Top ranked cerebral palsy claims lawyers
What should I do if NHS Resolution contact me after my child’s birth?
If NHS Resolution contacts you after your child’s birth it is important that you seek experienced legal help straight away.
NHS Resolution defends the NHS against compensation claims from patients who have been injured as a result of mistakes in NHS care. It is important that parents realise that NHS Resolution is the NHS’s defence organisation. We strongly recommend that if you are approached by NHS Resolution after the birth of your child you contact us for free, confidential, independent, specialist advice straight away. Your child may be entitled to claim substantial compensation.
Hospitals must notify NHS Resolution if a baby has suffered a brain injury at birth, so that NHS Resolution can carry out its own early investigation into the maternity care that was given and whether a compensation claim might arise for the baby. This includes speaking to the parents about the events that took place. This process is known as ENS or the Early Notification Scheme . NHS Resolution’s contact with the parents is sometimes known as Early Intervention.
NHS Resolution’s intervention (contact with parents) and ENS gives the NHS’s defence team:
- early information about the events which took place at birth so that they can investigate mistakes in maternity care;
- access to the baby’s parents’ recollections much earlier than if they have to wait for the parents to make a compensation claim for their child’s cerebral palsy or brain injury;
- direct access to the parents and the opportunity to ‘advise’ them about whether they can claim compensation. ENS lets them give this advice:
- before the parents can seek their own legal advice from lawyers who specialise in acting for patients in compensation claims;
- from the NHS defence team’s point of view.
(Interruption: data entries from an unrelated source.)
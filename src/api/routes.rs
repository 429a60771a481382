//! API Routes
//!
//! HTTP endpoint definitions.

use axum::{
    body::Bytes,
    extract::{Extension, Path, Query, State},
    http::header::{self, HeaderName},
    http::StatusCode,
    routing::{delete, get, post},
    Json, Router,
};
use chrono::{DateTime, NaiveDate, Utc};
use serde::{Deserialize, Serialize};
use sqlx::PgPool;
use uuid::Uuid;

use crate::domain::CoachContext;
use crate::error::AppError;
use crate::handlers::{
    ImportMatchCommand, MatchDeleteHandler, MatchImportHandler, SheetExportHandler,
};
use crate::ledger::{AthleteTotals, SeasonLedger};
use crate::store::MatchStore;
use crate::tabular::MetadataFallback;

// =========================================================================
// Request/Response types
// =========================================================================

#[derive(Debug, Deserialize)]
pub struct ImportQuery {
    /// Present when the upload corrects an existing match
    #[serde(default)]
    pub match_id: Option<Uuid>,
    #[serde(default)]
    pub opponent: Option<String>,
    #[serde(default)]
    pub goals_conceded: Option<i32>,
    #[serde(default)]
    pub match_date: Option<NaiveDate>,
}

#[derive(Debug, Serialize)]
pub struct ImportResponse {
    pub match_id: Uuid,
    pub created: bool,
    pub opponent: String,
    pub goals_scored: i32,
    pub goals_conceded: i32,
    pub match_date: NaiveDate,
    pub season: String,
    pub imported_rows: usize,
    pub unresolved: Vec<String>,
    pub totals: Vec<AthleteTotals>,
}

#[derive(Debug, Deserialize)]
pub struct SeasonQuery {
    /// Defaults to the caller's current season
    #[serde(default)]
    pub season: Option<String>,
}

#[derive(Debug, Serialize)]
pub struct MatchSummaryResponse {
    pub match_id: Uuid,
    pub season: String,
    pub opponent: String,
    pub goals_scored: i32,
    pub goals_conceded: i32,
    pub match_date: NaiveDate,
}

#[derive(Debug, Serialize)]
pub struct MatchListResponse {
    pub matches: Vec<MatchSummaryResponse>,
    pub total: usize,
}

#[derive(Debug, Serialize)]
pub struct MatchAthleteResponse {
    pub athlete_id: Uuid,
    pub player_code: String,
    pub name: String,
    pub goals: i32,
    pub yellow_cards: i32,
    pub red_cards: i32,
    pub suspensions: i32,
}

#[derive(Debug, Serialize)]
pub struct MatchResponse {
    pub match_id: Uuid,
    pub season: String,
    pub opponent: String,
    pub goals_scored: i32,
    pub goals_conceded: i32,
    pub match_date: NaiveDate,
    pub created_at: DateTime<Utc>,
    pub updated_at: DateTime<Utc>,
    pub athletes: Vec<MatchAthleteResponse>,
}

#[derive(Debug, Serialize)]
pub struct TeamTotalsResponse {
    pub season: String,
    pub athletes: Vec<AthleteTotals>,
}

#[derive(Debug, Serialize)]
pub struct RebuildResponse {
    pub season: String,
    pub athletes_rebuilt: u64,
    pub athletes: Vec<AthleteTotals>,
}

// =========================================================================
// API Router
// =========================================================================

/// Create the API router
pub fn create_router() -> Router<PgPool> {
    Router::new()
        // Sheet import and the blank template
        .route("/imports", post(import_match))
        .route("/imports/template", get(export_template))
        // Match views and corrections
        .route("/matches", get(list_matches))
        .route("/matches/:match_id", get(get_match))
        .route("/matches/:match_id", delete(delete_match))
        .route("/matches/:match_id/sheet", get(export_match_sheet))
        // Season totals
        .route("/athletes/:athlete_id/totals", get(get_athlete_totals))
        .route("/totals", get(get_team_totals))
        .route("/totals/rebuild", post(rebuild_totals))
}

// =========================================================================
// POST /imports
// =========================================================================

/// Import a match sheet for the caller's team.
///
/// With `match_id` in the query the upload replaces that match's rows;
/// without it a new match is created. Metadata query parameters fill in
/// cells the sheet leaves empty.
async fn import_match(
    State(pool): State<PgPool>,
    Extension(context): Extension<CoachContext>,
    Query(query): Query<ImportQuery>,
    body: Bytes,
) -> Result<(StatusCode, Json<ImportResponse>), AppError> {
    let handler = MatchImportHandler::new(pool);

    let command = ImportMatchCommand::new(body.to_vec()).with_fallback(MetadataFallback {
        opponent: query.opponent,
        goals_conceded: query.goals_conceded,
        match_date: query.match_date,
    });
    let command = if let Some(match_id) = query.match_id {
        command.with_match_id(match_id)
    } else {
        command
    };

    let outcome = handler.execute(command, &context).await?;

    let status = if outcome.created {
        StatusCode::CREATED
    } else {
        StatusCode::OK
    };

    Ok((
        status,
        Json(ImportResponse {
            match_id: outcome.match_id,
            created: outcome.created,
            opponent: outcome.opponent,
            goals_scored: outcome.goals_scored,
            goals_conceded: outcome.goals_conceded,
            match_date: outcome.match_date,
            season: outcome.season,
            imported_rows: outcome.imported_rows,
            unresolved: outcome.unresolved,
            totals: outcome.totals,
        }),
    ))
}

// =========================================================================
// GET /imports/template
// =========================================================================

/// Download a blank sheet pre-filled with the team roster
async fn export_template(
    State(pool): State<PgPool>,
    Extension(context): Extension<CoachContext>,
) -> Result<([(HeaderName, String); 2], Vec<u8>), AppError> {
    let handler = SheetExportHandler::new(pool);
    let bytes = handler.team_template(&context).await?;

    Ok((csv_headers("match_template.csv"), bytes))
}

// =========================================================================
// GET /matches
// =========================================================================

/// List the team's matches in a season, newest first
async fn list_matches(
    State(pool): State<PgPool>,
    Extension(context): Extension<CoachContext>,
    Query(query): Query<SeasonQuery>,
) -> Result<Json<MatchListResponse>, AppError> {
    let season = query.season.unwrap_or_else(|| context.season.clone());

    let store = MatchStore::new(pool);
    let records = store.matches_for_team(context.team_id, &season).await?;

    let matches: Vec<MatchSummaryResponse> = records
        .into_iter()
        .map(|m| MatchSummaryResponse {
            match_id: m.id,
            season: m.season,
            opponent: m.opponent,
            goals_scored: m.goals_scored,
            goals_conceded: m.goals_conceded,
            match_date: m.match_date,
        })
        .collect();

    let total = matches.len();
    Ok(Json(MatchListResponse { matches, total }))
}

// =========================================================================
// GET /matches/:match_id
// =========================================================================

/// Get one match with its stat rows
async fn get_match(
    State(pool): State<PgPool>,
    Extension(context): Extension<CoachContext>,
    Path(match_id): Path<Uuid>,
) -> Result<Json<MatchResponse>, AppError> {
    let store = MatchStore::new(pool);

    let record = store
        .find_match(match_id)
        .await?
        .ok_or(AppError::MatchNotFound(match_id))?;

    if record.team_id != context.team_id {
        return Err(AppError::ForeignMatch(match_id));
    }

    let athletes: Vec<MatchAthleteResponse> = store
        .stats_with_athletes(match_id)
        .await?
        .into_iter()
        .map(|s| MatchAthleteResponse {
            athlete_id: s.athlete_id,
            player_code: s.player_code,
            name: s.name,
            goals: s.stats.goals,
            yellow_cards: s.stats.yellow_cards,
            red_cards: s.stats.red_cards,
            suspensions: s.stats.suspensions,
        })
        .collect();

    Ok(Json(MatchResponse {
        match_id: record.id,
        season: record.season,
        opponent: record.opponent,
        goals_scored: record.goals_scored,
        goals_conceded: record.goals_conceded,
        match_date: record.match_date,
        created_at: record.created_at,
        updated_at: record.updated_at,
        athletes,
    }))
}

// =========================================================================
// DELETE /matches/:match_id
// =========================================================================

/// Delete a match and reverse its ledger contributions
async fn delete_match(
    State(pool): State<PgPool>,
    Extension(context): Extension<CoachContext>,
    Path(match_id): Path<Uuid>,
) -> Result<StatusCode, AppError> {
    let handler = MatchDeleteHandler::new(pool);
    handler.execute(match_id, &context).await?;

    Ok(StatusCode::NO_CONTENT)
}

// =========================================================================
// GET /matches/:match_id/sheet
// =========================================================================

/// Download a match as a re-uploadable correction sheet
async fn export_match_sheet(
    State(pool): State<PgPool>,
    Extension(context): Extension<CoachContext>,
    Path(match_id): Path<Uuid>,
) -> Result<([(HeaderName, String); 2], Vec<u8>), AppError> {
    let handler = SheetExportHandler::new(pool);
    let bytes = handler.match_sheet(match_id, &context).await?;

    Ok((csv_headers(&format!("match_{}.csv", match_id)), bytes))
}

// =========================================================================
// GET /athletes/:athlete_id/totals
// =========================================================================

/// Get one athlete's season totals
async fn get_athlete_totals(
    State(pool): State<PgPool>,
    Extension(context): Extension<CoachContext>,
    Path(athlete_id): Path<Uuid>,
    Query(query): Query<SeasonQuery>,
) -> Result<Json<AthleteTotals>, AppError> {
    let season = query.season.unwrap_or_else(|| context.season.clone());

    let ledger = SeasonLedger::new(pool);
    let totals = ledger
        .totals_for_athlete(context.team_id, athlete_id, &season)
        .await?
        .ok_or(AppError::AthleteNotFound(athlete_id))?;

    Ok(Json(totals))
}

// =========================================================================
// GET /totals
// =========================================================================

/// Get season totals for the whole roster
async fn get_team_totals(
    State(pool): State<PgPool>,
    Extension(context): Extension<CoachContext>,
    Query(query): Query<SeasonQuery>,
) -> Result<Json<TeamTotalsResponse>, AppError> {
    let season = query.season.unwrap_or_else(|| context.season.clone());

    let ledger = SeasonLedger::new(pool);
    let athletes = ledger.totals_for_team(context.team_id, &season).await?;

    Ok(Json(TeamTotalsResponse { season, athletes }))
}

// =========================================================================
// POST /totals/rebuild
// =========================================================================

/// Recompute season totals from the stored per-match stat rows
async fn rebuild_totals(
    State(pool): State<PgPool>,
    Extension(context): Extension<CoachContext>,
    Query(query): Query<SeasonQuery>,
) -> Result<Json<RebuildResponse>, AppError> {
    let season = query.season.unwrap_or_else(|| context.season.clone());

    let ledger = SeasonLedger::new(pool.clone());

    let mut tx = pool.begin().await?;
    let athletes_rebuilt = ledger.rebuild(&mut tx, context.team_id, &season).await?;
    tx.commit().await?;

    tracing::info!(
        team_id = %context.team_id,
        season = %season,
        athletes_rebuilt,
        "Season totals rebuilt from stat rows"
    );

    let athletes = ledger.totals_for_team(context.team_id, &season).await?;

    Ok(Json(RebuildResponse {
        season,
        athletes_rebuilt,
        athletes,
    }))
}

fn csv_headers(filename: &str) -> [(HeaderName, String); 2] {
    [
        (header::CONTENT_TYPE, "text/csv; charset=utf-8".to_string()),
        (
            header::CONTENT_DISPOSITION,
            format!("attachment; filename=\"{}\"", filename),
        ),
    ]
}
//! Match store module
//!
//! Durable storage for match records and per-match stat rows.

pub mod repository;

pub use repository::{MatchRecord, MatchStore, NewMatch, StatRow, StatRowDetail};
After NHS Resolution have carried out their ENS investigation, they may:
- (sometimes) admit that mistakes were made at birth;
- (less often) also admit that the negligent maternity care was the cause of the baby’s brain injury;
- where negligence and causation ( full liability) are admitted, offer an interim payment.
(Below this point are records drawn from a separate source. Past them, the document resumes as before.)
//! Match Store Repository
//!
//! Persistence for match records and the per-athlete per-match stat rows
//! that back exact ledger reversal. Writes run inside the caller's
//! transaction; `lock_match` takes the row lock that serializes concurrent
//! imports of the same match.

use chrono::{DateTime, NaiveDate, Utc};
use sqlx::{PgPool, Postgres, Transaction};
use uuid::Uuid;

use crate::domain::Contribution;

/// A stored match record.
#[derive(Debug, Clone)]
pub struct MatchRecord {
    pub id: Uuid,
    pub team_id: Uuid,
    /// Season the match was imported under; re-imports stay in this season
    /// even after the team's season rolls over
    pub season: String,
    pub opponent: String,
    pub goals_scored: i32,
    pub goals_conceded: i32,
    pub match_date: NaiveDate,
    pub created_at: DateTime<Utc>,
    pub updated_at: DateTime<Utc>,
}

/// Values for inserting a brand-new match.
#[derive(Debug, Clone)]
pub struct NewMatch {
    pub id: Uuid,
    pub team_id: Uuid,
    pub season: String,
    pub opponent: String,
    pub goals_scored: i32,
    pub goals_conceded: i32,
    pub match_date: NaiveDate,
}

/// One athlete's stored contribution to one match. These exact values are
/// what a later reversal feeds back to the ledger.
#[derive(Debug, Clone)]
pub struct StatRow {
    pub athlete_id: Uuid,
    pub stats: Contribution,
}

/// Stat row joined with roster identity, for match views.
#[derive(Debug, Clone)]
pub struct StatRowDetail {
    pub athlete_id: Uuid,
    pub player_code: String,
    pub name: String,
    pub stats: Contribution,
}

/// Match Store for persisting and reading matches
#[derive(Debug, Clone)]
pub struct MatchStore {
    pool: PgPool,
}

impl MatchStore {
    /// Create a new MatchStore with a database pool
    pub fn new(pool: PgPool) -> Self {
        Self { pool }
    }

    // =========================================================================
    // Match rows
    // =========================================================================

    /// Load a match and lock its row for the rest of the transaction.
    ///
    /// Two imports targeting the same match serialize here; the second one
    /// blocks until the first commits and then sees its writes.
    pub async fn lock_match(
        &self,
        tx: &mut Transaction<'_, Postgres>,
        match_id: Uuid,
    ) -> Result<Option<MatchRecord>, sqlx::Error> {
        let row: Option<MatchTuple> = sqlx::query_as(
            r#"
            SELECT id, team_id, season, opponent, goals_scored, goals_conceded,
                   match_date, created_at, updated_at
            FROM matches
            WHERE id = $1
            FOR UPDATE
            "#,
        )
        .bind(match_id)
        .fetch_optional(&mut **tx)
        .await?;

        Ok(row.map(map_match))
    }

    /// Read a match without locking.
    pub async fn find_match(&self, match_id: Uuid) -> Result<Option<MatchRecord>, sqlx::Error> {
        let row: Option<MatchTuple> = sqlx::query_as(
            r#"
            SELECT id, team_id, season, opponent, goals_scored, goals_conceded,
                   match_date, created_at, updated_at
            FROM matches
            WHERE id = $1
            "#,
        )
        .bind(match_id)
        .fetch_optional(&self.pool)
        .await?;

        Ok(row.map(map_match))
    }

    /// All matches of a team in one season, newest first.
    pub async fn matches_for_team(
        &self,
        team_id: Uuid,
        season: &str,
    ) -> Result<Vec<MatchRecord>, sqlx::Error> {
        let rows: Vec<MatchTuple> = sqlx::query_as(
            r#"
            SELECT id, team_id, season, opponent, goals_scored, goals_conceded,
                   match_date, created_at, updated_at
            FROM matches
            WHERE team_id = $1 AND season = $2
            ORDER BY match_date DESC, created_at DESC
            "#,
        )
        .bind(team_id)
        .bind(season)
        .fetch_all(&self.pool)
        .await?;

        Ok(rows.into_iter().map(map_match).collect())
    }

    /// Insert a brand-new match.
    pub async fn insert_match(
        &self,
        tx: &mut Transaction<'_, Postgres>,
        new_match: &NewMatch,
    ) -> Result<(), sqlx::Error> {
        sqlx::query(
            r#"
            INSERT INTO matches (
                id, team_id, season, opponent, goals_scored, goals_conceded, match_date
            )
            VALUES ($1, $2, $3, $4, $5, $6, $7)
            "#,
        )
        .bind(new_match.id)
        .bind(new_match.team_id)
        .bind(&new_match.season)
        .bind(&new_match.opponent)
        .bind(new_match.goals_scored)
        .bind(new_match.goals_conceded)
        .bind(new_match.match_date)
        .execute(&mut **tx)
        .await?;

        Ok(())
    }

    /// Overwrite a match's metadata and scoreline on re-import.
    pub async fn update_match(
        &self,
        tx: &mut Transaction<'_, Postgres>,
        match_id: Uuid,
        opponent: &str,
        goals_scored: i32,
        goals_conceded: i32,
        match_date: NaiveDate,
    ) -> Result<(), sqlx::Error> {
        sqlx::query(
            r#"
            UPDATE matches
            SET opponent = $2, goals_scored = $3, goals_conceded = $4,
                match_date = $5, updated_at = NOW()
            WHERE id = $1
            "#,
        )
        .bind(match_id)
        .bind(opponent)
        .bind(goals_scored)
        .bind(goals_conceded)
        .bind(match_date)
        .execute(&mut **tx)
        .await?;

        Ok(())
    }

    /// Delete a match. Its stat rows go with it via cascade.
    pub async fn delete_match(
        &self,
        tx: &mut Transaction<'_, Postgres>,
        match_id: Uuid,
    ) -> Result<(), sqlx::Error> {
        sqlx::query("DELETE FROM matches WHERE id = $1")
            .bind(match_id)
            .execute(&mut **tx)
            .await?;

        Ok(())
    }

    // =========================================================================
    // Stat rows
    // =========================================================================

    /// The stored stat rows of a match, exactly as applied to the ledger.
    /// Ordered by athlete id, the same order imports lock totals rows in.
    pub async fn stats_for_match(
        &self,
        tx: &mut Transaction<'_, Postgres>,
        match_id: Uuid,
    ) -> Result<Vec<StatRow>, sqlx::Error> {
        let rows: Vec<(Uuid, i32, i32, i32, i32)> = sqlx::query_as(
            r#"
            SELECT athlete_id, goals, yellow_cards, red_cards, suspensions
            FROM match_athlete_stats
            WHERE match_id = $1
            ORDER BY athlete_id
            "#,
        )
        .bind(match_id)
        .fetch_all(&mut **tx)
        .await?;

        Ok(rows
            .into_iter()
            .map(|(athlete_id, goals, yellow, red, suspensions)| StatRow {
                athlete_id,
                stats: Contribution::new(goals, yellow, red, suspensions),
            })
            .collect())
    }

    /// Insert one athlete's contribution to a match.
    pub async fn insert_stat(
        &self,
        tx: &mut Transaction<'_, Postgres>,
        match_id: Uuid,
        athlete_id: Uuid,
        stats: &Contribution,
    ) -> Result<(), sqlx::Error> {
        sqlx::query(
            r#"
            INSERT INTO match_athlete_stats (
                match_id, athlete_id, goals, yellow_cards, red_cards, suspensions
            )
            VALUES ($1, $2, $3, $4, $5, $6)
            "#,
        )
        .bind(match_id)
        .bind(athlete_id)
        .bind(stats.goals)
        .bind(stats.yellow_cards)
        .bind(stats.red_cards)
        .bind(stats.suspensions)
        .execute(&mut **tx)
        .await?;

        Ok(())
    }

    /// Drop all of a match's stat rows. Re-import replaces rows wholesale
    /// rather than patching them, so reversal stays exact.
    pub async fn delete_stats(
        &self,
        tx: &mut Transaction<'_, Postgres>,
        match_id: Uuid,
    ) -> Result<u64, sqlx::Error> {
        let deleted = sqlx::query("DELETE FROM match_athlete_stats WHERE match_id = $1")
            .bind(match_id)
            .execute(&mut **tx)
            .await?
            .rows_affected();

        Ok(deleted)
    }

    /// Stat rows of a match joined with roster identity, roster order.
    pub async fn stats_with_athletes(
        &self,
        match_id: Uuid,
    ) -> Result<Vec<StatRowDetail>, sqlx::Error> {
        let rows: Vec<(Uuid, String, String, i32, i32, i32, i32)> = sqlx::query_as(
            r#"
            SELECT s.athlete_id, a.player_code, a.name,
                   s.goals, s.yellow_cards, s.red_cards, s.suspensions
            FROM match_athlete_stats s
            JOIN athletes a ON a.id = s.athlete_id
            WHERE s.match_id = $1
            ORDER BY a.player_code
            "#,
        )
        .bind(match_id)
        .fetch_all(&self.pool)
        .await?;

        Ok(rows
            .into_iter()
            .map(
                |(athlete_id, player_code, name, goals, yellow, red, suspensions)| StatRowDetail {
                    athlete_id,
                    player_code,
                    name,
                    stats: Contribution::new(goals, yellow, red, suspensions),
                },
            )
            .collect())
    }
}

type MatchTuple = (
    Uuid,
    Uuid,
    String,
    String,
    i32,
    i32,
    NaiveDate,
    DateTime<Utc>,
    DateTime<Utc>,
);

fn map_match(row: MatchTuple) -> MatchRecord {
    let (
        id,
        team_id,
        season,
        opponent,
        goals_scored,
        goals_conceded,
        match_date,
        created_at,
        updated_at,
    ) = row;

    MatchRecord {
        id,
        team_id,
        season,
        opponent,
        goals_scored,
        goals_conceded,
        match_date,
        created_at,
        updated_at,
    }
}
//! Database module
//!
//! Database connection and migration utilities.

use sqlx::PgPool;

/// Run database migrations
/// Note: We use raw SQL files in migrations/ directory
/// This function can be used to verify database connectivity
pub async fn verify_connection(pool: &PgPool) -> Result<(), sqlx::Error> {
    // Simple connectivity check
    sqlx::query("SELECT 1").execute(pool).await?;

    Ok(())
}

/// Check if required tables exist
pub async fn check_schema(pool: &PgPool) -> Result<bool, sqlx::Error> {
    let required_tables = vec![
        "teams",
        "coaches",
        "athletes",
        "matches",
        "match_athlete_stats",
        "athlete_season_totals",
    ];

    for table in required_tables {
        let exists: bool = sqlx::query_scalar(
            r#"
            SELECT EXISTS (
                SELECT 1 FROM information_schema.tables
                WHERE table_schema = 'public' AND table_name = $1
            )
            "#,
        )
        .bind(table)
        .fetch_one(pool)
        .await?;

        if !exists {
            tracing::error!("Required table '{}' does not exist", table);
            return Ok(false);
        }
    }

    Ok(true)
}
Parents should know that even if NHS Resolution refuse to admit that their maternity care was negligent or caused the brain injury, their child may still be entitled to make a claim.
The Early Notification Scheme (ENS) only applies to babies who:
- are diagnosed with Grade 3 HIE (hypoxic ischaemic encephalopathy) ;
- needed ‘cooling’ after birth;
- had fits, floppiness or were comatose after birth.
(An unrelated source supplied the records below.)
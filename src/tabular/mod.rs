//! Tabular module
//!
//! CSV parsing for match sheet uploads. The reverse direction (building
//! sheets from stored data) lives in the export handler and shares the
//! header constants defined here.

pub mod error;
pub mod sheet;

pub use error::ParseError;
pub use sheet::{
    parse_payload, ImportPayload, MetadataFallback, SheetRow, ATHLETE_HEADER, METADATA_HEADER,
};
//! Command definitions
//!
//! Commands represent intentions to change the system state.

use chrono::NaiveDate;
use serde::Serialize;
use uuid::Uuid;

use crate::ledger::AthleteTotals;
use crate::tabular::MetadataFallback;

// =========================================================================
// ImportMatchCommand
// =========================================================================

/// Command to import one match sheet for the caller's team.
///
/// A present `match_id` turns the import into a correction of that match;
/// otherwise a new match is created.
#[derive(Debug, Clone)]
pub struct ImportMatchCommand {
    pub match_id: Option<Uuid>,

    /// Raw sheet bytes as uploaded
    pub csv_bytes: Vec<u8>,

    /// Metadata supplied next to the upload, for cells the sheet leaves empty
    pub fallback: MetadataFallback,
}

impl ImportMatchCommand {
    pub fn new(csv_bytes: Vec<u8>) -> Self {
        Self {
            match_id: None,
            csv_bytes,
            fallback: MetadataFallback::default(),
        }
    }

    pub fn with_match_id(mut self, match_id: Uuid) -> Self {
        self.match_id = Some(match_id);
        self
    }

    pub fn with_fallback(mut self, fallback: MetadataFallback) -> Self {
        self.fallback = fallback;
        self
    }
}

/// Result of a committed import.
#[derive(Debug, Clone, Serialize)]
pub struct ImportOutcome {
    pub match_id: Uuid,

    /// True when the import created the match, false when it replaced one
    pub created: bool,

    pub opponent: String,
    pub goals_scored: i32,
    pub goals_conceded: i32,
    pub match_date: NaiveDate,
    pub season: String,

    /// Stat rows written for this match
    pub imported_rows: usize,

    /// Player codes dropped because they matched no roster athlete
    pub unresolved: Vec<String>,

    /// Post-import season totals of every athlete the sheet touched
    pub totals: Vec<AthleteTotals>,
}

/// Result of deleting a match.
#[derive(Debug, Clone, Serialize)]
pub struct DeleteMatchOutcome {
    pub match_id: Uuid,

    /// Stat rows whose contributions were reversed out of the ledger
    pub reversed_rows: usize,
}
Parents should remember that claims relating to cerebral palsy, brain injury and neurodevelopmental disability often involve highly complex maternity and neonatal mistakes and the extent of the injuries they cause require significant expertise to identify. It takes skill and experience to ensure our injured clients receive the compensation they deserve. This is important because over the years to come, compensation will make a huge difference to the child’s quality of life.
At Boyes Turner we believe that when maternity mistakes lead to a child’s brain injury, the parents have a right to full, open and honest information about their child’s entitlement to compensation. NHS Resolution are using ENS to gain early understanding of maternity claims, but, in many cases, the families of injured babies are left without the level of advice or financial support for their child’s injury that they deserve. We strongly recommend that any parent who has been contacted by NHS Resolution or is going through the ENS process, contacts our birth injury lawyers for immediate, patient-focussed, specialist legal advice.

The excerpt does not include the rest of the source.